For 10 of the 12 series of Existing Notes (with a carrying value of $3.679 billion ) that were exchanged for $2.219 billion of Second Lien Notes, we accounted for these exchanges as a troubled debt restructuring (“TDR”). For the exchanges classified as TDR, if the future undiscounted cash flows of the newly issued debt are less than the net carrying value of the original debt, a gain is recorded for the difference and the carrying value of the newly issued debt is adjusted to the future undiscounted cash flow amount and no future interest expense is recorded. All future interest payments on the newly issued debt reduce the carrying value. Accordingly, we recognized a gain of $304 million in our consolidated statement of operations, and the remaining reduction in principal amount of Existing Notes of $1.159 billion is included in the carrying value of our Second Lien Notes. As a result, our reported interest expense will be significantly less than the contractual interest payments throughout the term of the Second Lien Notes. For the remaining TDR exchanges, where the future undiscounted cash flows are greater than the net carrying value of the original debt, no gain is recognized and a new effective interest rate is established. For the other two series of Existing Notes that were exchanged and did not qualify as a TDR, we accounted for these exchanges as either a modification or extinguishment. Direct costs incurred of $30 million related to the notes exchange were expensed and are included within gains (losses) on purchases or exchanges of debt in our consolidated statement of operations.

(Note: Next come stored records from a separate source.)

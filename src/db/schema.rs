//! Table definitions and idempotent schema creation.

use rusqlite::params;

use super::connection::Database;
use super::error::StoreResult;

pub const SCHEMA_USER: &str = r#"
CREATE TABLE IF NOT EXISTS User (
    user_id TEXT PRIMARY KEY,
    password TEXT NOT NULL,
    username TEXT NOT NULL,
    is_admin INTEGER NOT NULL DEFAULT 0
)
"#;

pub const SCHEMA_CATEGORY: &str = r#"
CREATE TABLE IF NOT EXISTS Category (
    category_id INTEGER PRIMARY KEY AUTOINCREMENT,
    name TEXT NOT NULL,
    user_id TEXT NOT NULL,
    created_at TIMESTAMP NOT NULL DEFAULT CURRENT_TIMESTAMP,
    FOREIGN KEY (user_id) REFERENCES User(user_id) ON DELETE CASCADE,
    UNIQUE (user_id, name)
)
"#;

pub const SCHEMA_WORD: &str = r#"
CREATE TABLE IF NOT EXISTS Word (
    word_id INTEGER PRIMARY KEY AUTOINCREMENT,
    english TEXT NOT NULL,
    meaning TEXT NOT NULL,
    part_of_speech TEXT,
    example_sentence TEXT,
    wrong_count INTEGER NOT NULL DEFAULT 0,
    created_at TIMESTAMP NOT NULL DEFAULT CURRENT_TIMESTAMP
);
CREATE INDEX IF NOT EXISTS idx_word_english ON Word(english);
"#;

pub const SCHEMA_WORD_CATEGORY: &str = r#"
CREATE TABLE IF NOT EXISTS WordCategory (
    category_id INTEGER NOT NULL,
    word_id INTEGER NOT NULL,
    PRIMARY KEY (category_id, word_id),
    FOREIGN KEY (category_id) REFERENCES Category(category_id) ON DELETE CASCADE,
    FOREIGN KEY (word_id) REFERENCES Word(word_id) ON DELETE CASCADE
)
"#;

pub const SCHEMA_WORD_HISTORY: &str = r#"
CREATE TABLE IF NOT EXISTS WordHistory (
    history_id INTEGER PRIMARY KEY AUTOINCREMENT,
    user_id TEXT NOT NULL,
    word_id INTEGER NOT NULL,
    is_correct INTEGER NOT NULL,
    study_type TEXT NOT NULL,
    studied_at TIMESTAMP NOT NULL DEFAULT CURRENT_TIMESTAMP,
    FOREIGN KEY (user_id) REFERENCES User(user_id) ON DELETE CASCADE,
    FOREIGN KEY (word_id) REFERENCES Word(word_id) ON DELETE CASCADE
)
"#;

/// Tables in creation order. Referenced tables come first.
const TABLES: [(&str, &str); 5] = [
    ("User", SCHEMA_USER),
    ("Category", SCHEMA_CATEGORY),
    ("Word", SCHEMA_WORD),
    ("WordCategory", SCHEMA_WORD_CATEGORY),
    ("WordHistory", SCHEMA_WORD_HISTORY),
];

/// Outcome of creating one table.
#[derive(Debug, Clone)]
pub struct TableStatus {
    pub table: String,
    pub created: bool,
}

/// Get list of all table names managed by this schema
pub fn table_names() -> Vec<&'static str> {
    TABLES.iter().map(|(name, _)| *name).collect()
}

pub fn table_exists(db: &Database, table: &str) -> StoreResult<bool> {
    let found: Option<i64> = db.fetch_one(
        "SELECT 1 FROM sqlite_master WHERE type = 'table' AND name = ?1",
        params![table],
        |row| row.get(0),
    )?;
    Ok(found.is_some())
}

/// Create every table that is not yet present.
///
/// Foreign keys are off while the tables are created and switched back on
/// afterwards, whether or not creation succeeded.
pub fn create_schema(db: &Database) -> StoreResult<Vec<TableStatus>> {
    db.set_foreign_keys(false)?;
    let result = db.unit_of_work(|db| {
        let mut statuses = Vec::with_capacity(TABLES.len());
        for (table, ddl) in TABLES {
            let existed = table_exists(db, table)?;
            db.execute_batch(ddl)?;
            statuses.push(TableStatus {
                table: table.to_string(),
                created: !existed,
            });
        }
        Ok(statuses)
    });
    db.set_foreign_keys(true)?;

    let statuses = result?;
    let created = statuses.iter().filter(|s| s.created).count();
    tracing::info!(created, total = statuses.len(), "schema ready");
    Ok(statuses)
}
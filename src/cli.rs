//! CLI argument definitions.
//!
//! This module contains the top-level CLI structure and database path
//! resolution. Individual command definitions are in the `commands` module.

use clap::Parser;
use std::path::PathBuf;

use crate::commands::Command;
use crate::output::OutputFormat;

const PROJECT_DB: &str = ".wordbook/wordbook.sqlite";
const LOCAL_DB: &str = "./wordbook.sqlite";

#[derive(Parser, Debug)]
#[command(name = "wordbook", author, version, about = "Vocabulary study database", long_about = None)]
pub struct Args {
    /// Path to the SQLite database file
    ///
    /// Overrides the configuration file. If neither is given, searches in:
    ///   1. .wordbook/wordbook.sqlite (project-local)
    ///   2. ./wordbook.sqlite (current directory)
    ///   3. ~/.wordbook/wordbook.sqlite (user-global)
    #[arg(long, global = true)]
    pub db: Option<PathBuf>,

    /// Configuration file (defaults to ./.wordbook.json when present)
    #[arg(long, global = true)]
    pub config: Option<PathBuf>,

    /// Output format
    #[arg(short = 'o', long, value_enum, default_value_t = OutputFormat::Table, global = true)]
    pub format: OutputFormat,

    #[command(subcommand)]
    pub command: Command,
}

/// Resolve database path by checking multiple locations in order of preference
pub fn resolve_db_path(explicit_path: Option<PathBuf>) -> PathBuf {
    if let Some(path) = explicit_path {
        return path;
    }

    let project_db = PathBuf::from(PROJECT_DB);
    if project_db.exists() {
        return project_db;
    }

    let local_db = PathBuf::from(LOCAL_DB);
    if local_db.exists() {
        return local_db;
    }

    if let Some(home_dir) = home::home_dir() {
        let global_db = home_dir.join(".wordbook/wordbook.sqlite");
        if global_db.exists() {
            return global_db;
        }
    }

    // Created on first open
    project_db
}

#[cfg(test)]
mod tests {
    use super::*;
    use rstest::rstest;

    #[rstest]
    fn test_explicit_path_wins() {
        let path = PathBuf::from("/tmp/elsewhere.sqlite");
        assert_eq!(resolve_db_path(Some(path.clone())), path);
    }

    #[rstest]
    fn test_global_options() {
        let args = Args::try_parse_from([
            "wordbook", "setup", "--db", "x.sqlite", "-o", "json", "--config", "c.json",
        ])
        .unwrap();
        assert_eq!(args.db, Some(PathBuf::from("x.sqlite")));
        assert_eq!(args.config, Some(PathBuf::from("c.json")));
        assert!(matches!(args.format, OutputFormat::Json));
    }

    #[rstest]
    fn test_format_defaults_to_table() {
        let args = Args::try_parse_from(["wordbook", "setup"]).unwrap();
        assert!(matches!(args.format, OutputFormat::Table));
        assert!(args.db.is_none());
    }

    #[rstest]
    fn test_invalid_format_rejected() {
        assert!(Args::try_parse_from(["wordbook", "-o", "xml", "setup"]).is_err());
    }
}
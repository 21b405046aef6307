use chrono::NaiveDate;
use serde::Serialize;

/// One scraped stat cell: the source's `data-stat` key and its raw text.
///
/// Values keep the source formatting (shooting percentages stay decimal
/// strings, minutes stay `MM:SS`). An empty value means the source omitted
/// the column for this row, e.g. no percentage after zero attempts.
#[derive(Debug, Clone, PartialEq, Eq, Serialize)]
pub struct Stat {
    pub key: String,
    pub value: String,
}

impl Stat {
    pub fn new(key: impl Into<String>, value: impl Into<String>) -> Self {
        Self {
            key: key.into(),
            value: value.into(),
        }
    }
}

/// One player's line for one game.
#[derive(Debug, Clone, PartialEq, Eq, Serialize)]
pub struct PlayerRow {
    /// 3-letter code of the player's team.
    pub team: String,
    pub player: String,
    pub is_home: bool,
    pub is_starter: bool,
    /// False for "Did Not Play" / "Not With Team" rows, which carry identity
    /// fields only.
    pub played: bool,
    pub stats: Vec<Stat>,
}

impl PlayerRow {
    /// Column names for this row, identity fields first, `game_date` last.
    pub fn columns(&self) -> Vec<String> {
        let mut columns = vec![
            "team".to_string(),
            "player_name".to_string(),
            "home_team_ind".to_string(),
            "starter_ind".to_string(),
            "played_ind".to_string(),
        ];
        columns.extend(self.stats.iter().map(|s| s.key.clone()));
        columns.push("game_date".to_string());
        columns
    }

    /// Values in the same order as [`PlayerRow::columns`].
    pub fn values(&self, game_date: NaiveDate) -> Vec<String> {
        let mut values = vec![
            self.team.clone(),
            self.player.clone(),
            self.is_home.to_string(),
            self.is_starter.to_string(),
            self.played.to_string(),
        ];
        values.extend(self.stats.iter().map(|s| s.value.clone()));
        values.push(game_date.to_string());
        values
    }
}
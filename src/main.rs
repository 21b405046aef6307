use std::path::PathBuf;

use anyhow::Context;
use bbref_scraper::{
    export, BbrefClient, BoxscoreDataset, RateLimitPolicy, ScraperConfig, StatCategory,
    TeamDirectory,
};
use chrono::NaiveDate;
use clap::Parser;
use tracing::info;

/// Scrape NBA box scores from basketball-reference.com into CSV datasets.
#[derive(Parser, Debug)]
#[command(version, about)]
struct Args {
    /// First day of the scrape, ISO format (e.g. 2021-02-01).
    #[arg(long)]
    start_date: NaiveDate,

    /// Last day of the scrape, inclusive. Defaults to the start date.
    #[arg(long)]
    end_date: Option<NaiveDate>,

    /// Which box-score tables to scrape.
    #[arg(long, value_enum, default_value_t = StatCategory::Basic)]
    category: StatCategory,

    /// Directory for the output files when no existing datasets are given.
    #[arg(long, default_value = ".")]
    out_dir: PathBuf,

    /// Existing player dataset to extend; also becomes the output path.
    #[arg(long)]
    player_csv: Option<PathBuf>,

    /// Existing team dataset to extend; also becomes the output path.
    #[arg(long)]
    team_csv: Option<PathBuf>,

    /// Only scrape player box scores.
    #[arg(long, conflicts_with = "teams_only")]
    players_only: bool,

    /// Only scrape team box scores.
    #[arg(long)]
    teams_only: bool,

    /// Pause and retry once on a 429 instead of aborting.
    #[arg(long)]
    retry_on_rate_limit: bool,
}

#[tokio::main(flavor = "current_thread")]
async fn main() -> anyhow::Result<()> {
    tracing_subscriber::fmt::init();
    let args = Args::parse();

    let end = args.end_date.unwrap_or(args.start_date);
    let range_label = format!("{}_to_{}", args.start_date, end);

    // Validate any pre-existing datasets before the first request so a typo
    // in a path does not cost a full scrape.
    let seeded = |path: &Option<PathBuf>| -> anyhow::Result<BoxscoreDataset> {
        match path {
            Some(path) => export::read_dataset(path)
                .with_context(|| format!("validating {}", path.display())),
            None => Ok(BoxscoreDataset::new()),
        }
    };
    let mut player_dataset = seeded(&args.player_csv)?;
    let mut team_dataset = seeded(&args.team_csv)?;

    let config = ScraperConfig {
        rate_limit_policy: if args.retry_on_rate_limit {
            RateLimitPolicy::PauseAndRetry
        } else {
            RateLimitPolicy::Fatal
        },
        ..ScraperConfig::default()
    };
    let client =
        BbrefClient::with_config(config, TeamDirectory::nba()).context("building http client")?;

    if !args.teams_only {
        let num_games = client
            .scrape_players_into(
                &mut player_dataset,
                args.start_date,
                args.end_date,
                args.category,
            )
            .await
            .context("scraping player box scores")?;
        let path = args
            .player_csv
            .clone()
            .unwrap_or_else(|| args.out_dir.join(format!("player_data_{range_label}.csv")));
        export::write_dataset(&path, &player_dataset).context("writing player dataset")?;
        info!(
            num_games,
            rows = player_dataset.len(),
            path = %path.display(),
            "player dataset complete"
        );
    }

    if !args.players_only {
        let num_games = client
            .scrape_teams_into(
                &mut team_dataset,
                args.start_date,
                args.end_date,
                args.category,
            )
            .await
            .context("scraping team box scores")?;
        let path = args
            .team_csv
            .clone()
            .unwrap_or_else(|| args.out_dir.join(format!("team_data_{range_label}.csv")));
        export::write_dataset(&path, &team_dataset).context("writing team dataset")?;
        info!(
            num_games,
            rows = team_dataset.len(),
            path = %path.display(),
            "team dataset complete"
        );
    }

    Ok(())
}
use std::time::Duration;

use crate::error::{Result, ScrapeError};

/// What to do when the upstream answers 429 despite the request throttle.
#[derive(Debug, Clone, Copy, PartialEq, Eq, Default)]
pub enum RateLimitPolicy {
    /// Abort the run. This is the historical behavior.
    #[default]
    Fatal,
    /// Sleep for the throttle pause, then retry the fetch once.
    /// A second 429 on the same URL is fatal.
    PauseAndRetry,
}

/// Tunable knobs for a scraping run.
///
/// Built once, handed to [`BbrefClient`](crate::BbrefClient) at construction,
/// immutable afterwards.
#[derive(Debug, Clone)]
pub struct ScraperConfig {
    /// Root of the upstream site, without a trailing slash.
    pub base_url: String,
    /// Per-request network timeout.
    pub request_timeout: Duration,
    /// Number of requests allowed between throttle pauses.
    pub throttle_limit: u32,
    /// How long to sleep when the throttle limit is hit.
    pub throttle_pause: Duration,
    pub rate_limit_policy: RateLimitPolicy,
}

impl Default for ScraperConfig {
    fn default() -> Self {
        Self {
            base_url: "https://www.basketball-reference.com".to_string(),
            request_timeout: Duration::from_secs(5),
            // The upstream allows roughly 20 requests per minute; pausing for
            // 70 seconds after every 20 keeps a run under that ceiling.
            throttle_limit: 20,
            throttle_pause: Duration::from_secs(70),
            rate_limit_policy: RateLimitPolicy::Fatal,
        }
    }
}

/// Full team names and the 3-letter codes used in game paths and table ids.
const TEAMS: &[(&str, &str)] = &[
    ("Atlanta Hawks", "ATL"),
    ("Boston Celtics", "BOS"),
    ("Brooklyn Nets", "BRK"),
    ("Charlotte Hornets", "CHO"),
    ("Chicago Bulls", "CHI"),
    ("Cleveland Cavaliers", "CLE"),
    ("Dallas Mavericks", "DAL"),
    ("Denver Nuggets", "DEN"),
    ("Detroit Pistons", "DET"),
    ("Golden State Warriors", "GSW"),
    ("Houston Rockets", "HOU"),
    ("Indiana Pacers", "IND"),
    ("Los Angeles Clippers", "LAC"),
    ("Los Angeles Lakers", "LAL"),
    ("Memphis Grizzlies", "MEM"),
    ("Miami Heat", "MIA"),
    ("Milwaukee Bucks", "MIL"),
    ("Minnesota Timberwolves", "MIN"),
    ("New Orleans Pelicans", "NOP"),
    ("New York Knicks", "NYK"),
    ("Oklahoma City Thunder", "OKC"),
    ("Orlando Magic", "ORL"),
    ("Philadelphia 76ers", "PHI"),
    ("Phoenix Suns", "PHO"),
    ("Portland Trail Blazers", "POR"),
    ("Sacramento Kings", "SAC"),
    ("San Antonio Spurs", "SAS"),
    ("Toronto Raptors", "TOR"),
    ("Utah Jazz", "UTA"),
    ("Washington Wizards", "WAS"),
];

/// Mapping between team display names and the codes embedded in game paths
/// and box-score table ids.
///
/// Loaded once per run and injected wherever a schedule entry's display name
/// must be resolved; never consulted as ambient global state.
#[derive(Debug, Clone)]
pub struct TeamDirectory {
    entries: Vec<(String, String)>,
}

impl TeamDirectory {
    /// Directory of the 30 current NBA franchises.
    pub fn nba() -> Self {
        Self {
            entries: TEAMS
                .iter()
                .map(|(name, code)| (name.to_string(), code.to_string()))
                .collect(),
        }
    }

    /// Build a directory from arbitrary `(full name, code)` pairs.
    pub fn from_pairs<I>(pairs: I) -> Self
    where
        I: IntoIterator<Item = (String, String)>,
    {
        Self {
            entries: pairs.into_iter().collect(),
        }
    }

    /// Resolve a full team name to its 3-letter code.
    pub fn code(&self, full_name: &str) -> Result<&str> {
        self.entries
            .iter()
            .find(|(name, _)| name.as_str() == full_name)
            .map(|(_, code)| code.as_str())
            .ok_or_else(|| ScrapeError::UnknownTeam {
                name: full_name.to_string(),
            })
    }

    /// Resolve a 3-letter code back to the full team name, if known.
    pub fn full_name(&self, code: &str) -> Option<&str> {
        self.entries
            .iter()
            .find(|(_, c)| c.as_str() == code)
            .map(|(name, _)| name.as_str())
    }
}

impl Default for TeamDirectory {
    fn default() -> Self {
        Self::nba()
    }
}
use chrono::NaiveDate;
use serde::Serialize;

use crate::config::TeamDirectory;
use crate::error::{Result, ScrapeError};

/// One played game, as resolved from a day's schedule page.
///
/// The path segment (`YYYYMMDD0TTT.html`, where `TTT` is the home team's
/// code) is the source of truth for both the played date and the home team,
/// so both are parsed out eagerly.
#[derive(Debug, Clone, PartialEq, Eq, Serialize)]
pub struct GameReference {
    /// Calendar date the game was played.
    pub date: NaiveDate,
    /// Site-relative path to the game page, e.g. `/boxscores/202102010BOS.html`.
    pub path: String,
    /// 3-letter code of the home team.
    pub home_code: String,
}

impl GameReference {
    /// Parse a schedule link target into a game reference.
    pub fn from_path(path: &str) -> Result<Self> {
        let malformed = || ScrapeError::MalformedGameReference {
            path: path.to_string(),
        };

        let segment = path
            .rsplit('/')
            .next()
            .and_then(|s| s.strip_suffix(".html"))
            .ok_or_else(malformed)?;
        // YYYYMMDD + '0' + 3-letter home code
        if segment.len() != 12 || segment.as_bytes()[8] != b'0' {
            return Err(malformed());
        }

        let date = NaiveDate::parse_from_str(&segment[..8], "%Y%m%d")?;
        Ok(Self {
            date,
            path: path.to_string(),
            home_code: segment[9..].to_string(),
        })
    }

    /// Build a reference from a date and the home team's display name.
    pub fn from_home_team(date: NaiveDate, home_team: &str, teams: &TeamDirectory) -> Result<Self> {
        let code = teams.code(home_team)?;
        Ok(Self {
            date,
            path: format!("/boxscores/{}0{code}.html", date.format("%Y%m%d")),
            home_code: code.to_string(),
        })
    }

    /// Absolute URL of the game page.
    pub fn url(&self, base_url: &str) -> String {
        format!("{base_url}{}", self.path)
    }
}

#[cfg(test)]
mod tests {
    use super::*;

    #[test]
    fn parses_date_and_home_code_from_path() {
        let game = GameReference::from_path("/boxscores/202102010BOS.html").unwrap();
        assert_eq!(game.date, NaiveDate::from_ymd_opt(2021, 2, 1).unwrap());
        assert_eq!(game.home_code, "BOS");
        assert_eq!(
            game.url("https://www.basketball-reference.com"),
            "https://www.basketball-reference.com/boxscores/202102010BOS.html"
        );
    }

    #[test]
    fn rejects_paths_without_a_game_segment() {
        for path in ["/boxscores/", "/boxscores/20210201BOS.html", "garbage"] {
            assert!(matches!(
                GameReference::from_path(path),
                Err(ScrapeError::MalformedGameReference { .. } | ScrapeError::DateParse(_))
            ));
        }
    }

    #[test]
    fn builds_path_from_home_team_name() {
        let teams = TeamDirectory::nba();
        let date = NaiveDate::from_ymd_opt(2021, 2, 1).unwrap();
        let game = GameReference::from_home_team(date, "Boston Celtics", &teams).unwrap();
        assert_eq!(game.path, "/boxscores/202102010BOS.html");
        assert_eq!(GameReference::from_path(&game.path).unwrap(), game);
    }
}
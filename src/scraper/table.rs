use ::scraper::{ElementRef, Html, Selector};
use itertools::Itertools;

use crate::error::{Result, ScrapeError};
use crate::model::{Side, StatCategory};

/// Character offset of the 3-letter team code inside a box-score table id,
/// e.g. `box-BOS-game-basic`.
const TEAM_CODE_OFFSET: usize = 4;

/// A located box-score table for one side and one stat category.
///
/// Ephemeral: borrows the document and only lives while one game is being
/// extracted.
#[derive(Debug)]
pub(crate) struct BoxscoreTable<'a> {
    pub(crate) element: ElementRef<'a>,
    pub(crate) side: Side,
    /// 3-letter team code sliced out of the table id.
    pub(crate) team_code: String,
}

/// Find the box-score table for `side` and `category`.
///
/// The page lists the away team's table before the home team's, so `side`
/// picks the first or second id match. Fewer than 2 matches is
/// [`ScrapeError::TableNotFound`].
pub(crate) fn locate(document: &Html, category: StatCategory, side: Side) -> Result<BoxscoreTable> {
    let selector = Selector::parse(&format!("table[id$='{}']", category.id_suffix()))?;
    let tables = document.select(&selector).collect_vec();
    if tables.len() < 2 {
        return Err(ScrapeError::TableNotFound {
            category,
            found: tables.len(),
        });
    }

    let element = match side {
        Side::Away => tables[0],
        Side::Home => tables[1],
    };
    let id = element.value().id().unwrap_or_default();
    let team_code = id
        .get(TEAM_CODE_OFFSET..TEAM_CODE_OFFSET + 3)
        .unwrap_or_default()
        .to_string();

    Ok(BoxscoreTable {
        element,
        side,
        team_code,
    })
}

impl BoxscoreTable<'_> {
    /// The `data-stat` keys of the table's stat columns, in column order.
    ///
    /// Read from the last header row (the first spans the whole table); the
    /// leading player-name column is not a stat and is skipped.
    pub(crate) fn stat_columns(&self) -> Result<Vec<String>> {
        let header_row_selector = Selector::parse("thead tr")?;
        let cell_selector = Selector::parse("th")?;
        let header_row = self
            .element
            .select(&header_row_selector)
            .last()
            .ok_or(ScrapeError::ElementNotFound {
                context: "box-score table header row",
            })?;
        Ok(header_row
            .select(&cell_selector)
            .filter_map(|cell| cell.value().attr("data-stat"))
            .skip(1)
            .map(|key| key.to_string())
            .collect())
    }
}
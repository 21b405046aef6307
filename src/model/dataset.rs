use serde::Serialize;
use tracing::warn;

/// An ordered, append-only accumulation of scraped records.
///
/// The column set is fixed by the first appended record (or by the header of
/// a pre-existing dataset it was seeded from); later records are padded with
/// empty values when they carry fewer fields. No deduplication is performed.
#[derive(Debug, Clone, Default, PartialEq, Eq, Serialize)]
pub struct BoxscoreDataset {
    columns: Vec<String>,
    rows: Vec<Vec<String>>,
}

impl BoxscoreDataset {
    pub fn new() -> Self {
        Self::default()
    }

    /// Seed a dataset with an explicit header and existing rows.
    pub fn with_rows(columns: Vec<String>, rows: Vec<Vec<String>>) -> Self {
        Self { columns, rows }
    }

    pub fn columns(&self) -> &[String] {
        &self.columns
    }

    pub fn rows(&self) -> &[Vec<String>] {
        &self.rows
    }

    pub fn len(&self) -> usize {
        self.rows.len()
    }

    pub fn is_empty(&self) -> bool {
        self.rows.is_empty()
    }

    /// Append one record. The first record fixes the column set; subsequent
    /// records are padded to its width and stored positionally, so a record
    /// carrying a different header is flagged but still appended.
    pub fn append(&mut self, columns: &[String], mut values: Vec<String>) {
        if self.columns.is_empty() {
            self.columns = columns.to_vec();
        } else if self.columns != columns {
            warn!(
                expected = self.columns.len(),
                got = columns.len(),
                "record header differs from the dataset header, appending positionally"
            );
        }
        values.resize(self.columns.len(), String::new());
        self.rows.push(values);
    }
}

#[cfg(test)]
mod tests {
    use super::*;

    fn cols(names: &[&str]) -> Vec<String> {
        names.iter().map(|s| s.to_string()).collect()
    }

    #[test]
    fn first_record_fixes_the_column_set() {
        let mut dataset = BoxscoreDataset::new();
        dataset.append(&cols(&["a", "b", "c"]), cols(&["1", "2", "3"]));
        dataset.append(&cols(&["a"]), cols(&["4"]));

        assert_eq!(dataset.columns(), cols(&["a", "b", "c"]));
        assert_eq!(dataset.rows()[1], cols(&["4", "", ""]));
    }

    #[test]
    fn mismatched_header_still_appends_positionally() {
        let mut dataset = BoxscoreDataset::with_rows(cols(&["a", "b", "c"]), Vec::new());
        dataset.append(&cols(&["a", "x"]), cols(&["1", "2"]));

        // The seeded header wins; the record lands padded to its width.
        assert_eq!(dataset.columns(), cols(&["a", "b", "c"]));
        assert_eq!(dataset.rows()[0], cols(&["1", "2", ""]));
    }

    #[test]
    fn seeded_dataset_keeps_existing_rows_first() {
        let mut dataset =
            BoxscoreDataset::with_rows(cols(&["a", "b"]), vec![cols(&["old", "row"])]);
        dataset.append(&cols(&["a", "b"]), cols(&["new", "row"]));

        assert_eq!(dataset.len(), 2);
        assert_eq!(dataset.rows()[0], cols(&["old", "row"]));
    }
}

Chesapeake Senior Notes and Contingent Convertible Senior Notes
The Chesapeake senior notes and the contingent convertible senior notes are unsecured senior obligations of Chesapeake and rank equally in right of payment with all of our other existing and future senior unsecured indebtedness and rank senior in right of payment to all of our future subordinated indebtedness. Chesapeake’s obligations under the senior notes and the contingent convertible senior notes are jointly and severally, fully and unconditionally guaranteed by certain of our direct and indirect wholly owned subsidiaries. See Note 22 for consolidating financial information regarding our guarantor and non-guarantor subsidiaries.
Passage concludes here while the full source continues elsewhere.